**The task:**
Could you return the lines below exactly, from the first line up to and including the line that holds "let mut log = vec![0u16; FIELD_SIZE];"?
____ Data extracts
//! GF(2^16) arithmetic backing the Reed-Solomon codec.
//!
//! Ported from the teacher's PAR2 Galois-field module, which itself follows
//! par2cmdline: same generator polynomial, same log/antilog table
//! construction. STRUBS has no on-wire compatibility requirement pinning it
//! to this particular field, but sticking with GF(2^16) means a single field
//! element still fits a `u16` and the codec can treat a chunk payload as a
//! plain slice of `u16` words with no bit-packing.

use std::ops::{Add, AddAssign, Div, Mul, Sub};
use std::sync::OnceLock;

/// Primitive (irreducible) polynomial used as the field generator:
/// x¹⁶ + x¹² + x³ + x + 1.
const GENERATOR: u32 = 0x1100B;
const FIELD_SIZE: usize = 1 << 16;
const LIMIT: usize = FIELD_SIZE - 1;

struct Tables {
    log: Vec<u16>,
    antilog: Vec<u16>,
}

static TABLES: OnceLock<Tables> = OnceLock::new();

fn tables() -> &'static Tables {
    TABLES.get_or_init(|| {
        let mut log = vec![0u16; FIELD_SIZE];
        let mut antilog = vec![0u16; FIELD_SIZE];
        let mut b = 1u32;
        for l in 0..LIMIT {
            log[b as usize] = l as u16;
            antilog[l] = b as u16;
            b <<= 1;
            if b & FIELD_SIZE as u32 != 0 {
                b ^= GENERATOR;
            }
        }
        log[0] = LIMIT as u16;
        antilog[LIMIT] = 0;
        Tables { log, antilog }
    })
}

/// One element of GF(2^16). Addition is XOR; multiplication/division go
/// through the log/antilog tables built above.
#[derive(Debug, Clone, Copy, PartialEq, Eq, Default)]
pub struct Gf16(u16);

impl Gf16 {
    pub const ZERO: Gf16 = Gf16(0);
    pub const ONE: Gf16 = Gf16(1);

    #[inline]
    pub const fn new(value: u16) -> Self {
        Gf16(value)
    }

    #[inline]
    pub const fn value(self) -> u16 {
        self.0
    }

    #[inline]
    pub const fn is_zero(self) -> bool {
        self.0 == 0
    }

    /// `g ^ exponent`, used to build the Vandermonde matrix rows.
    pub fn pow(self, exponent: u32) -> Gf16 {
        if self.is_zero() {
            return if exponent == 0 { Gf16::ONE } else { Gf16::ZERO };
        }
        let t = tables();
        let log = t.log[self.0 as usize] as u64 * exponent as u64 % LIMIT as u64;
        Gf16(t.antilog[log as usize])
    }

    /// Multiplicative inverse; panics on zero (callers must not invert zero
    /// pivots — that's what `checked_div` and Gaussian-elimination pivoting
    /// guard against).
    pub fn inverse(self) -> Gf16 {
        assert!(!self.is_zero(), "attempted to invert zero in GF(2^16)");
        let t = tables();
        let log = LIMIT - t.log[self.0 as usize] as usize;
        Gf16(t.antilog[log % LIMIT])
    }

    pub fn checked_div(self, rhs: Gf16) -> Option<Gf16> {
        if rhs.is_zero() {
            return None;
        }
        if self.is_zero() {
            return Some(Gf16::ZERO);
        }
        let t = tables();
        let diff = (t.log[self.0 as usize] as i64 - t.log[rhs.0 as usize] as i64)
            .rem_euclid(LIMIT as i64);
        Some(Gf16(t.antilog[diff as usize]))
    }
}

impl Add for Gf16 {
    type Output = Gf16;
    #[inline]
    fn add(self, rhs: Gf16) -> Gf16 {
        Gf16(self.0 ^ rhs.0)
    }
}

impl AddAssign for Gf16 {
    #[inline]
    fn add_assign(&mut self, rhs: Gf16) {
        self.0 ^= rhs.0;
    }
}

// Subtraction is addition in a characteristic-2 field.
impl Sub for Gf16 {
    type Output = Gf16;
    #[inline]
    fn sub(self, rhs: Gf16) -> Gf16 {
        self + rhs
    }
}

impl Mul for Gf16 {
    type Output = Gf16;
    fn mul(self, rhs: Gf16) -> Gf16 {
        if self.is_zero() || rhs.is_zero() {
            return Gf16::ZERO;
        }
        let t = tables();
        let sum = t.log[self.0 as usize] as u32 + t.log[rhs.0 as usize] as u32;
        Gf16(t.antilog[(sum % LIMIT as u32) as usize])
    }
}

impl Div for Gf16 {
    type Output = Gf16;
    fn div(self, rhs: Gf16) -> Gf16 {
        self.checked_div(rhs).expect("division by zero in GF(2^16)")
    }
}

#[cfg(test)]
mod tests {
    use super::*;

    #[test]
    fn add_is_self_inverse() {
        let a = Gf16::new(0x1234);
        let b = Gf16::new(0xABCD);
        assert_eq!(a + b + b, a);
    }

    #[test]
    fn mul_by_one_is_identity() {
        let a = Gf16::new(0x1234);
        assert_eq!(a * Gf16::ONE, a);
    }

    #[test]
    fn mul_then_div_round_trips() {
        let a = Gf16::new(0x1234);
        let b = Gf16::new(0x5678);
        assert_eq!((a * b) / b, a);
    }

    #[test]
    fn inverse_is_correct() {
        let a = Gf16::new(0x1234);
        assert_eq!(a * a.inverse(), Gf16::ONE);
    }

    #[test]
    fn pow_matches_repeated_mul() {
        let a = Gf16::new(3);
        let mut expected = Gf16::ONE;
        for _ in 0..5 {
            expected = expected * a;
        }
        assert_eq!(a.pow(5), expected);
    }
}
________
**Task output:**
//! GF(2^16) arithmetic backing the Reed-Solomon codec.
//!
//! Ported from the teacher's PAR2 Galois-field module, which itself follows
//! par2cmdline: same generator polynomial, same log/antilog table
//! construction. STRUBS has no on-wire compatibility requirement pinning it
//! to this particular field, but sticking with GF(2^16) means a single field
//! element still fits a `u16` and the codec can treat a chunk payload as a
//! plain slice of `u16` words with no bit-packing.

use std::ops::{Add, AddAssign, Div, Mul, Sub};
use std::sync::OnceLock;

/// Primitive (irreducible) polynomial used as the field generator:
/// x¹⁶ + x¹² + x³ + x + 1.
const GENERATOR: u32 = 0x1100B;
const FIELD_SIZE: usize = 1 << 16;
const LIMIT: usize = FIELD_SIZE - 1;

struct Tables {
    log: Vec<u16>,
    antilog: Vec<u16>,
}

static TABLES: OnceLock<Tables> = OnceLock::new();

fn tables() -> &'static Tables {
    TABLES.get_or_init(|| {
        let mut log = vec![0u16; FIELD_SIZE];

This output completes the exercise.